Services sector boom confounds drop in business confidence

A new reading of the services sector shows no signs of an economy coming off the boil or a lack of confidence in future business conditions.

In fact, the headline BNZ-BusinessNZ Performance of Services Index (PSI) shows an acceleration of activity to 57.3 in May from 56.4 in April.

Furthermore, new orders surged higher to a very strong 64.6 – a reading only bettered twice in the past 10 years.

“It signals good demand for services and bodes well for sales ahead,” BNZ economist Doug Steel says.

A third positive feature from the data is that employment has notched up after a slower period in recent months.

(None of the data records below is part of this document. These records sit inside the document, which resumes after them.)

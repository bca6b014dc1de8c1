//! Events command handler.

use log::debug;

use crate::commands::{Reply, markdown_response::format_events};

/// Returns the link to the club schedule.
pub fn handle_events(events_url: &str) -> Reply {
    debug!("handling events command");

    Reply::Text(format_events(events_url))
}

“The positive signals in May from the PSI reinforce improvement we have seen in the index over recent months following a somewhat weaker patch earlier in the year,” Mr Steel adds.

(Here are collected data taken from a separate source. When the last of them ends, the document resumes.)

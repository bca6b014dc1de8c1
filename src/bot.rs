//! Bot module connecting the Matrix client with the chess services.
//!
//! This module provides the main [`Bot`] implementation. It listens to Matrix
//! events, runs commands through the [`Dispatcher`] and sends the replies back.
//!
//! # Event Processing Flow
//!
//! ```text
//! Message  → Parse Command → Execute → Reply (text, card or prompt)
//! Reaction → SelectorRegistry → Selected preset → Create challenge → Reply
//! ```
//!
//! Each event is handled in its own task, a slow lookup never blocks the sync
//! loop or other users.

use std::{path::Path, sync::Arc};

use log::{debug, error, info};

use crate::{
    Args,
    chesscom::ChessComRequester,
    commands::{CommandParseError, Dispatcher, Reply},
    config::Config,
    formatter::render_card,
    lichess::LichessRequester,
    matrix::{ChatEvent, MatrixClient, PromptApi, ReplyTarget, UserCredentials},
    selector::SelectorRegistry,
};

type SparkyDispatcher = Dispatcher<LichessRequester, ChessComRequester>;

/// Everything needed to handle one Matrix event.
#[derive(Clone)]
struct EventContext {
    /// Thread-safe reference to the Matrix client
    matrix_client: Arc<MatrixClient>,
    /// Thread-safe reference to the command dispatcher
    dispatcher: Arc<SparkyDispatcher>,
    /// Open time-control prompts
    selectors: SelectorRegistry,
}

/// Main bot structure.
///
/// # Thread Safety
///
/// The Matrix client and the dispatcher are shared read-only behind `Arc`.
/// The selector registry is the only mutable state, guarded by its own lock.
pub struct Bot {
    matrix_client: Arc<MatrixClient>,
    dispatcher: Arc<SparkyDispatcher>,
    selectors: SelectorRegistry,
}

impl Bot {
    /// Creates the service clients and logs in to Matrix.
    ///
    /// # Errors
    ///
    /// Returns an error if the Matrix login or session restoration fails.
    pub async fn new(
        config: Config,
        args: Args,
        avatar_bytes: &[u8],
    ) -> Result<Self, anyhow::Error> {
        let lichess = LichessRequester::new(&config.lichess.url, &config.lichess.token);
        let chesscom = ChessComRequester::new(&config.chesscom.url, &config.chesscom.user_agent);
        let selectors = SelectorRegistry::new(config.selector.timeout());
        let dispatcher = Arc::new(Dispatcher::new(lichess, chesscom, config.club));

        let matrix_client = Arc::new(
            MatrixClient::new(
                &UserCredentials {
                    user_id: config.matrix.user_id,
                    password: config.matrix.password,
                },
                Path::new(&args.data),
                avatar_bytes,
            )
            .await?,
        );

        Ok(Bot {
            matrix_client,
            dispatcher,
            selectors,
        })
    }

    /// Listens to Matrix events until the sync loop ends.
    pub async fn start(self) {
        let ctx = EventContext {
            matrix_client: Arc::clone(&self.matrix_client),
            dispatcher: Arc::clone(&self.dispatcher),
            selectors: self.selectors.clone(),
        };

        info!("sparky is online");

        let on_event = move |event: ChatEvent| {
            let ctx = ctx.clone();
            tokio::spawn(async move {
                match event {
                    ChatEvent::Message {
                        body,
                        room_id,
                        sender_id,
                        event_id,
                    } => {
                        let target = ReplyTarget {
                            room_id: &room_id,
                            sender_id: &sender_id,
                            event_id: &event_id,
                        };
                        handle_message(&ctx, target, &body).await
                    }
                    ChatEvent::Reaction {
                        key,
                        relates_to,
                        room_id,
                        sender_id,
                    } => handle_reaction(&ctx, &key, &relates_to, &room_id, &sender_id).await,
                }
            });
        };

        if let Err(e) = self.matrix_client.sync(on_event).await {
            error!("matrix sync failed: {:?}", e);
        }
    }
}

/// Parses and executes a command, then sends its reply.
async fn handle_message(ctx: &EventContext, target: ReplyTarget<'_>, body: &str) {
    let command = match ctx.dispatcher.parse(body) {
        Ok(command) => command,
        // Return silently if the message is not a command for the bot
        Err(CommandParseError::NotForBot) => return,
        Err(CommandParseError::InvalidCommand(usage)) => {
            if let Err(e) = ctx.matrix_client.send_text_reply(target, &usage).await {
                error!("failed to send usage: {:?}", e);
            }
            return;
        }
    };

    info!("{} in {}: {:?}", target.sender_id, target.room_id, command);
    let reply = ctx.dispatcher.execute(&command).await;

    if let Err(e) = send_reply(ctx, target, reply).await {
        error!("failed to reply to {}: {:?}", target.event_id, e);
    }
}

async fn send_reply(
    ctx: &EventContext,
    target: ReplyTarget<'_>,
    reply: Reply,
) -> anyhow::Result<()> {
    match reply {
        Reply::Text(text) => ctx.matrix_client.send_text_reply(target, &text).await,
        Reply::Card(card) => {
            let image = card.thumbnail.map(|logo| (logo.filename(), logo.bytes()));
            ctx.matrix_client
                .send_card(target, &render_card(&card), image)
                .await
        }
        Reply::Selector { prompt, keys } => {
            open_prompt(
                ctx.matrix_client.as_ref(),
                &ctx.selectors,
                target,
                &prompt,
                &keys,
            )
            .await
        }
    }
}

/// Posts a selector prompt and opens its selector.
///
/// The selector is open before the reactions are seeded, the issuer may pick
/// a preset as soon as the prompt is visible.
async fn open_prompt<P: PromptApi>(
    prompts: &P,
    selectors: &SelectorRegistry,
    target: ReplyTarget<'_>,
    prompt: &str,
    keys: &[&'static str],
) -> anyhow::Result<()> {
    let prompt_id = prompts
        .send_prompt(target.room_id, target.sender_id, target.event_id, prompt)
        .await?;

    selectors
        .open(&prompt_id, target.sender_id, target.room_id)
        .await;

    prompts
        .seed_reactions(target.room_id, &prompt_id, keys)
        .await
}

/// Dispatches the preset picked by a reaction to an open prompt.
///
/// Reactions to other messages, from other users or with unknown keys are
/// ignored.
async fn handle_reaction(
    ctx: &EventContext,
    key: &str,
    prompt_id: &str,
    room_id: &str,
    sender_id: &str,
) {
    let selection = match ctx.selectors.select(prompt_id, sender_id, key).await {
        None => return,
        Some(Ok(selection)) => selection,
        Some(Err(e)) => {
            debug!("reaction {} by {} on {} ignored: {}", key, sender_id, prompt_id, e);
            return;
        }
    };

    info!(
        "{} selected {} in {}",
        sender_id, selection.preset.label, room_id
    );

    let Reply::Text(text) = ctx.dispatcher.select_preset(selection.preset).await else {
        return;
    };
    if let Err(e) = ctx.matrix_client.send_text(&selection.room_id, &text).await {
        error!("failed to send challenge links: {:?}", e);
    }
}
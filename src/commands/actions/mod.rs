//! Command action handlers.
//!
//! Individual handler functions for each bot command. Handlers that reach a
//! remote service are generic over its API trait and return a
//! `Result<Reply, CommandError>`, the [`Dispatcher`](crate::commands::Dispatcher)
//! turns errors into replies.
//!
//! # Available Handlers
//!
//! - [`handle_info`] - Display the list of commands
//! - [`handle_events`] - Link to the club schedule
//! - [`handle_challenge`] - Open the time-control prompt
//! - [`handle_preset`] - Create the challenge of a selected preset
//! - [`handle_create_game`] - Create a custom challenge
//! - [`handle_stats`] - Display the stats of a player

mod challenge;
mod create_game;
mod events;
mod info;
mod stats;

pub use crate::commands::actions::{
    challenge::{handle_challenge, handle_preset},
    create_game::handle_create_game,
    events::handle_events,
    info::handle_info,
    stats::handle_stats,
};
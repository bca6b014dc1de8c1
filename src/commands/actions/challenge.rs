//! Challenge command handlers.
//!
//! `!challenge` only opens the time-control prompt. The challenge itself is
//! created by [`handle_preset`] once the issuer picked a preset.

use log::{debug, info};

use crate::{
    commands::{
        CommandError, Reply,
        markdown_response::{format_menu_challenge, format_selector_prompt},
    },
    lichess::{ChallengeRequest, LichessApi},
    selector::{PRESETS, TimeControlPreset},
};

/// Returns the time-control prompt.
pub fn handle_challenge() -> Reply {
    debug!("handling challenge command");

    Reply::Selector {
        prompt: format_selector_prompt(),
        keys: PRESETS.iter().map(|preset| preset.key).collect(),
    }
}

/// Creates an unrated standard open challenge with the selected preset.
///
/// # Errors
///
/// - [`CommandError::Remote`] if lichess rejects the request
/// - [`CommandError::MalformedResponse`] if the answer lacks a color link
pub async fn handle_preset<L: LichessApi>(
    lichess: &L,
    preset: &TimeControlPreset,
    challenge_name: &str,
) -> Result<Reply, CommandError> {
    debug!("handling preset {}", preset.label);

    let request = ChallengeRequest::open_unrated(
        preset.base_minutes,
        preset.increment_seconds,
        challenge_name,
    );
    let response = lichess.create_open_challenge(&request).await?;

    let (url_white, url_black) = response
        .color_links()
        .ok_or(CommandError::MalformedResponse("color links"))?;

    info!("{} challenge created: {}", preset.label, response);

    Ok(Reply::Text(format_menu_challenge(
        preset.label,
        &url_white,
        &url_black,
    )))
}

#[cfg(test)]
mod tests {
    use super::*;
    use crate::{
        lichess::{ChallengeResponse, MockLichessApi, Variant},
        selector::find_preset,
    };

    fn challenge_response() -> ChallengeResponse {
        ChallengeResponse {
            id: Some("AbCdEfGh".to_owned()),
            url: Some("https://lichess.org/AbCdEfGh".to_owned()),
            url_white: Some("https://lichess.org/AbCdEfGh?color=white".to_owned()),
            url_black: Some("https://lichess.org/AbCdEfGh?color=black".to_owned()),
            challenge: None,
        }
    }

    #[test]
    fn test_handle_challenge() {
        let Reply::Selector { prompt, keys } = handle_challenge() else {
            panic!("Expected a selector");
        };

        assert!(prompt.starts_with("Select a time format for the unrated game challenge:"));
        assert_eq!(keys.len(), 10);
        assert_eq!(keys[9], "\u{1f51f}");
    }

    #[tokio::test]
    async fn test_every_preset_creates_matching_challenge() {
        for preset in &PRESETS {
            let mut mock_lichess = MockLichessApi::new();
            let expected_limit = preset.base_minutes * 60;
            let expected_increment = preset.increment_seconds;

            mock_lichess
                .expect_create_open_challenge()
                .withf(move |request| {
                    request.clock_limit == expected_limit
                        && request.clock_increment == expected_increment
                        && request.variant == Variant::Standard
                        && !request.rated
                        && request.name == "Club Challenge"
                })
                .times(1)
                .returning(|_| Ok(challenge_response()));

            let reply = handle_preset(&mock_lichess, preset, "Club Challenge")
                .await
                .unwrap();

            assert_eq!(
                reply,
                Reply::Text(format!(
                    "Unrated {} game challenge created! \nPlay as white: https://lichess.org/AbCdEfGh?color=white \nPlay as black: https://lichess.org/AbCdEfGh?color=black",
                    preset.label
                ))
            );
        }
    }

    #[tokio::test]
    async fn test_preset_without_color_links() {
        let mut mock_lichess = MockLichessApi::new();
        mock_lichess
            .expect_create_open_challenge()
            .times(1)
            .returning(|_| {
                Ok(ChallengeResponse {
                    url_black: None,
                    ..challenge_response()
                })
            });

        let preset = find_preset("1\u{fe0f}\u{20e3}").unwrap();
        let result = handle_preset(&mock_lichess, preset, "Club Challenge").await;

        assert!(matches!(result, Err(CommandError::MalformedResponse(_))));
    }

    #[tokio::test]
    async fn test_preset_remote_error() {
        let mut mock_lichess = MockLichessApi::new();
        mock_lichess
            .expect_create_open_challenge()
            .times(1)
            .returning(|_| Err(anyhow::anyhow!("HTTP status client error (401 Unauthorized)")));

        let preset = find_preset("1\u{fe0f}\u{20e3}").unwrap();
        let result = handle_preset(&mock_lichess, preset, "Club Challenge").await;

        assert!(matches!(result, Err(CommandError::Remote(_))));
    }
}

“This may prove important context for [Thursday’s] official GDP figures if, as we expect, growth comes in a bit on the soft side for the first quarter of the year (we anticipate 0.5% GDP growth for that quarter on a seasonally adjusted basis).”

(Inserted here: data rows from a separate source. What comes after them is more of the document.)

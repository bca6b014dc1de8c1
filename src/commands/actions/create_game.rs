//! Custom challenge command handler.
//!
//! # Validation
//!
//! The arguments are checked before any request is sent, in this order:
//! - **Numbers**: time (minutes) and increment (seconds) are whole numbers
//! - **Variant**: one of the supported lichess variants
//! - **Rated**: only standard games can be rated
//! - **Game type**: exactly `rated` or `unrated`

use log::{debug, info};

use crate::{
    commands::{CommandError, Reply, markdown_response::format_created_game},
    lichess::{ChallengeRequest, LichessApi},
};

/// Creates an open challenge from the raw `!create_game` arguments.
///
/// # Errors
///
/// - [`CommandError::Challenge`] if an argument is rejected, lichess is not called
/// - [`CommandError::Remote`] if lichess rejects the request
/// - [`CommandError::MalformedResponse`] if the answer has no challenge url
pub async fn handle_create_game<L: LichessApi>(
    lichess: &L,
    time: &str,
    increment: &str,
    variant: &str,
    game_type: &str,
    challenge_name: &str,
) -> Result<Reply, CommandError> {
    debug!(
        "handling create_game command: {} {} {} {}",
        time, increment, variant, game_type
    );

    let request = ChallengeRequest::parse(time, increment, variant, game_type, challenge_name)?;
    let response = lichess.create_open_challenge(&request).await?;

    let url = response
        .game_url()
        .ok_or(CommandError::MalformedResponse("url"))?;

    info!("custom challenge created: {}", response);

    Ok(Reply::Text(format_created_game(&url)))
}
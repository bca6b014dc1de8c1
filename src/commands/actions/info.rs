//! Info command handler.
//!
//! Displays the list of commands as a card. This is a stateless command that
//! always returns the same card.

use log::debug;

use crate::{commands::Reply, formatter::help_card};

/// Returns the help card listing every command.
pub fn handle_info() -> Reply {
    debug!("handling info command");

    Reply::Card(help_card())
}

#[cfg(test)]
mod tests {
    use super::*;
    use crate::formatter::Accent;

    #[test]
    fn test_handle_info() {
        let Reply::Card(card) = handle_info() else {
            panic!("Expected a card");
        };

        assert_eq!(card.title, "List of Valid Commands");
        assert_eq!(card.accent, Accent::Blue);
        assert_eq!(card.fields.len(), 5);
    }
}
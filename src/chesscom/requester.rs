//! HTTP client for the chess.com public API.

use anyhow::{anyhow, bail};
use log::{debug, info};
use mockall::automock;
use reqwest::{Client, Url, header::USER_AGENT};

use crate::chesscom::response_structs::PlayerStats;

/// HTTP client for the chess.com public API.
///
/// The public API needs no authentication but expects every client to send
/// an identifying user agent.
pub struct ChessComRequester {
    /// chess.com API url
    url: String,
    /// User agent sent with every request
    user_agent: String,
    /// HTTP client
    client: Client,
}

/// Trait for making requests to chess.com.
///
/// This trait abstracts the HTTP operations for easier testing with mocks.
#[automock]
pub trait ChessComApi {
    /// Fetches the rating statistics of a player.
    async fn get_player_stats(&self, username: &str) -> Result<PlayerStats, anyhow::Error>;
}

impl ChessComRequester {
    /// Create a new [ChessComRequester].
    ///
    /// # Arguments
    ///
    /// * `url` - The base URL of the API, without trailing slash.
    /// * `user_agent` - The user agent identifying the bot.
    pub fn new(url: &str, user_agent: &str) -> Self {
        ChessComRequester {
            url: url.to_string(),
            user_agent: user_agent.to_string(),
            client: Client::new(),
        }
    }

    /// URL of the stats endpoint of `username`, with the name percent-encoded.
    fn stats_url(&self, username: &str) -> Result<Url, anyhow::Error> {
        if username.is_empty() || username == "." || username == ".." {
            bail!("invalid username {:?}", username);
        }

        let username = username.to_lowercase();
        let mut url = Url::parse(&self.url)?;
        url.path_segments_mut()
            .map_err(|_| anyhow!("{} cannot be a base url", self.url))?
            .pop_if_empty()
            .extend(["pub", "player", username.as_str(), "stats"]);
        Ok(url)
    }
}

impl ChessComApi for ChessComRequester {
    /// Request `/pub/player/{username}/stats`.
    ///
    /// chess.com usernames are case-insensitive but the endpoint only
    /// accepts lowercase names.
    async fn get_player_stats(&self, username: &str) -> Result<PlayerStats, anyhow::Error> {
        let url = self.stats_url(username)?;
        info!("request chess.com stats of {}", username);

        let stats: PlayerStats = self
            .client
            .get(url.clone())
            .header(USER_AGENT, &self.user_agent)
            .send()
            .await?
            .error_for_status()?
            .json()
            .await?;

        debug!("response from {} -> {}", &url, &stats);

        Ok(stats)
    }
}
//! Campaign Query: natural-language intent extraction and filter resolution
//! for email-campaign reporting.

pub mod config;
pub mod error;
pub mod llm;
pub mod pipeline;

pub use config::QueryConfig;
pub use pipeline::{QueryProcessor, Strategy};
//! Read-only analytics collaborators.
//!
//! The query core never talks to a database itself. Pattern rules that need
//! live data return a [`CollaboratorCall`], and the processor runs it against
//! whatever [`CampaignAnalytics`] implementation was injected.

use async_trait::async_trait;
use serde::Serialize;
use serde_json::Value;

use crate::error::CollaboratorError;
use crate::pipeline::types::StructuredFilterSet;

/// Campaign, recipient and event aggregate queries. All read-only and paginated.
#[async_trait]
pub trait CampaignAnalytics: Send + Sync {
    async fn get_campaigns(&self, page_size: u32, offset: u64)
    -> Result<Vec<Value>, CollaboratorError>;

    async fn get_email_events(
        &self,
        campaign_id: Option<&str>,
        event_type: Option<&str>,
        page_size: u32,
        offset: u64,
    ) -> Result<Vec<Value>, CollaboratorError>;

    async fn get_dashboard_metrics(&self) -> Result<Value, CollaboratorError>;

    async fn get_recipients(&self, page_size: u32, offset: u64)
    -> Result<Vec<Value>, CollaboratorError>;

    async fn get_email_lists(&self) -> Result<Vec<Value>, CollaboratorError>;
}

/// Filtered trigger-report query. Returns the page of rows and the total count.
#[async_trait]
pub trait TriggerReports: Send + Sync {
    async fn get_reports_filtered(
        &self,
        filters: &StructuredFilterSet,
    ) -> Result<(Vec<Value>, u64), CollaboratorError>;
}

/// A delegated read-only query chosen by a pattern rule.
#[derive(Debug, Clone, PartialEq, Eq, Serialize)]
#[serde(tag = "call", rename_all = "snake_case")]
pub enum CollaboratorCall {
    Campaigns {
        page_size: u32,
        offset: u64,
    },
    EmailEvents {
        #[serde(skip_serializing_if = "Option::is_none")]
        campaign_id: Option<String>,
        #[serde(skip_serializing_if = "Option::is_none")]
        event_type: Option<String>,
        page_size: u32,
        offset: u64,
    },
    DashboardMetrics,
    Recipients {
        page_size: u32,
        offset: u64,
    },
    EmailLists,
}

impl CollaboratorCall {
    pub fn name(&self) -> &'static str {
        match self {
            Self::Campaigns { .. } => "getCampaigns",
            Self::EmailEvents { .. } => "getEmailEvents",
            Self::DashboardMetrics => "getDashboardMetrics",
            Self::Recipients { .. } => "getRecipients",
            Self::EmailLists => "getEmailLists",
        }
    }

    /// Call arguments as JSON, for the response `parameters`.
    pub fn arguments(&self) -> Value {
        serde_json::to_value(self).unwrap_or(Value::Null)
    }

    /// Run the call. Row lists come back as a JSON array.
    pub async fn execute(
        &self,
        analytics: &dyn CampaignAnalytics,
    ) -> Result<Value, CollaboratorError> {
        let rows = match self {
            Self::Campaigns { page_size, offset } => {
                analytics.get_campaigns(*page_size, *offset).await?
            }
            Self::EmailEvents {
                campaign_id,
                event_type,
                page_size,
                offset,
            } => {
                analytics
                    .get_email_events(
                        campaign_id.as_deref(),
                        event_type.as_deref(),
                        *page_size,
                        *offset,
                    )
                    .await?
            }
            Self::DashboardMetrics => return analytics.get_dashboard_metrics().await,
            Self::Recipients { page_size, offset } => {
                analytics.get_recipients(*page_size, *offset).await?
            }
            Self::EmailLists => analytics.get_email_lists().await?,
        };
        Ok(Value::Array(rows))
    }
}

impl std::fmt::Display for CollaboratorCall {
    fn fmt(&self, f: &mut std::fmt::Formatter<'_>) -> std::fmt::Result {
        match self {
            Self::Campaigns { page_size, offset } => {
                write!(f, "getCampaigns(pageSize={page_size}, offset={offset})")
            }
            Self::EmailEvents {
                campaign_id,
                event_type,
                page_size,
                offset,
            } => write!(
                f,
                "getEmailEvents(campaignId={}, eventType={}, pageSize={page_size}, offset={offset})",
                campaign_id.as_deref().unwrap_or("*"),
                event_type.as_deref().unwrap_or("*"),
            ),
            Self::DashboardMetrics => f.write_str("getDashboardMetrics()"),
            Self::Recipients { page_size, offset } => {
                write!(f, "getRecipients(pageSize={page_size}, offset={offset})")
            }
            Self::EmailLists => f.write_str("getEmailLists()"),
        }
    }
}

#[cfg(test)]
mod tests {
    use std::sync::Mutex;

    use serde_json::json;

    use super::*;

    #[derive(Default)]
    struct Recorder {
        calls: Mutex<Vec<String>>,
    }

    #[async_trait]
    impl CampaignAnalytics for Recorder {
        async fn get_campaigns(
            &self,
            page_size: u32,
            offset: u64,
        ) -> Result<Vec<Value>, CollaboratorError> {
            self.calls
                .lock()
                .unwrap()
                .push(format!("campaigns {page_size} {offset}"));
            Ok(vec![json!({"name": "Spring Sale"})])
        }

        async fn get_email_events(
            &self,
            campaign_id: Option<&str>,
            event_type: Option<&str>,
            _page_size: u32,
            _offset: u64,
        ) -> Result<Vec<Value>, CollaboratorError> {
            self.calls
                .lock()
                .unwrap()
                .push(format!("events {campaign_id:?} {event_type:?}"));
            Ok(vec![])
        }

        async fn get_dashboard_metrics(&self) -> Result<Value, CollaboratorError> {
            Ok(json!({"totalCampaigns": 12}))
        }

        async fn get_recipients(
            &self,
            _page_size: u32,
            _offset: u64,
        ) -> Result<Vec<Value>, CollaboratorError> {
            Err(CollaboratorError::QueryFailed {
                collaborator: "recipients".into(),
                reason: "connection reset".into(),
            })
        }

        async fn get_email_lists(&self) -> Result<Vec<Value>, CollaboratorError> {
            Ok(vec![])
        }
    }

    #[tokio::test]
    async fn executes_row_calls_as_arrays() {
        let recorder = Recorder::default();
        let rows = CollaboratorCall::Campaigns {
            page_size: 50,
            offset: 0,
        }
        .execute(&recorder)
        .await
        .unwrap();
        assert_eq!(rows, json!([{"name": "Spring Sale"}]));

        CollaboratorCall::EmailEvents {
            campaign_id: None,
            event_type: Some("click".into()),
            page_size: 50,
            offset: 0,
        }
        .execute(&recorder)
        .await
        .unwrap();

        let calls = recorder.calls.lock().unwrap();
        assert_eq!(calls[0], "campaigns 50 0");
        assert_eq!(calls[1], "events None Some(\"click\")");
    }

    #[tokio::test]
    async fn dashboard_metrics_pass_through() {
        let value = CollaboratorCall::DashboardMetrics
            .execute(&Recorder::default())
            .await
            .unwrap();
        assert_eq!(value["totalCampaigns"], 12);
    }

    #[tokio::test]
    async fn errors_propagate() {
        let err = CollaboratorCall::Recipients {
            page_size: 10,
            offset: 0,
        }
        .execute(&Recorder::default())
        .await
        .unwrap_err();
        assert!(err.to_string().contains("connection reset"));
    }

    #[test]
    fn display_and_arguments() {
        let call = CollaboratorCall::EmailEvents {
            campaign_id: Some("42".into()),
            event_type: None,
            page_size: 50,
            offset: 100,
        };
        assert_eq!(
            call.to_string(),
            "getEmailEvents(campaignId=42, eventType=*, pageSize=50, offset=100)"
        );
        let args = call.arguments();
        assert_eq!(args["call"], "email_events");
        assert_eq!(args["campaign_id"], "42");
        assert!(args.get("event_type").is_none());
    }
}
//! Pattern matcher: ordered keyword/regex rules for intent classification.
//!
//! Rules are evaluated top to bottom against the case-folded query and the
//! first match wins. Each rule either produces a canned SQL template with the
//! extracted literals substituted in, or delegates to a read-only
//! [`CollaboratorCall`]. `None` means no rule fired and the caller picks the
//! next stage (model SQL generation, then [`most_recent_campaigns`]).
//!
//! Priority order:
//! numeric threshold, campaign, bounce/failure, engagement, recipient, list,
//! unsubscribe, delivery, dashboard, analytics/report, comparison, audience,
//! performance issue, month name, ROI, compliance, segmentation.

use regex::{Captures, Regex};
use rust_decimal::Decimal;
use serde_json::{Map, Value, json};
use tracing::{debug, warn};

use crate::pipeline::collaborators::CollaboratorCall;
use crate::pipeline::heuristics::month_number;
use crate::pipeline::types::{
    DEFAULT_PAGE_SIZE, FilterOperator, FilterPredicate, IntentTag, PredicateValue, QueryIntent,
    SortDirection, SortField, StructuredFilterSet,
};

/// Month names; "may" only counts after a preposition or before a year.
const MONTH_PHRASE: &str = r"\b(january|february|march|april|june|july|august|september|october|november|december|(?:in|during|from|for|of|since)\s+may|may\s+\d{4})\b";

const CAMPAIGN_COLUMNS: &str =
    "name, status, sent_at, total_emails, opens, clicks, bounces, open_rate, click_rate, bounce_rate";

However, a composite index, of the improving PSI along with an above average reading in last week’s Performance of Manufacturing Index (PMI), cautions against extrapolating any softness in March quarter GDP too far forward.

Mixed signals
Mr Steel notes the buoyancy in the PSI is in contrast to some other indicators such as negative business confidence and “wavering” electronic card transactions.

These rose a seasonally adjusted 0.5% in May but slumped 0.7% drop in April. Rapidly changing payment methods mean true spending trends are difficult to measure.

“The positive PSI reading, including for the retail and accommodation sectors, offers some hope that retail sales through [the second quarter to June] are not as weak as currently implied by the electronic card transactions data.”

Meanwhile, REINZ data for May in housing markets outside Auckland and Canterbury show improved signs of resilience than the more equivocal figures over the past couple of months.

“The nationwide house price index, for instance, slipped 0.1% in May,” Mr Steel says. "But excluding Auckland it rose 0.3%, for an annual increase of 6.8%. And this is in spite of an ongoing drag from Canterbury, where prices are slipping slightly, in a manner similar to Auckland,

“Interestingly, while Auckland prices are arguably struggling most to increase, home sales there are doing better than the rest of the country. Auckland’s home sales in May were up 5.4% on a year ago, while for the rest of the country sales eased 0.5%.”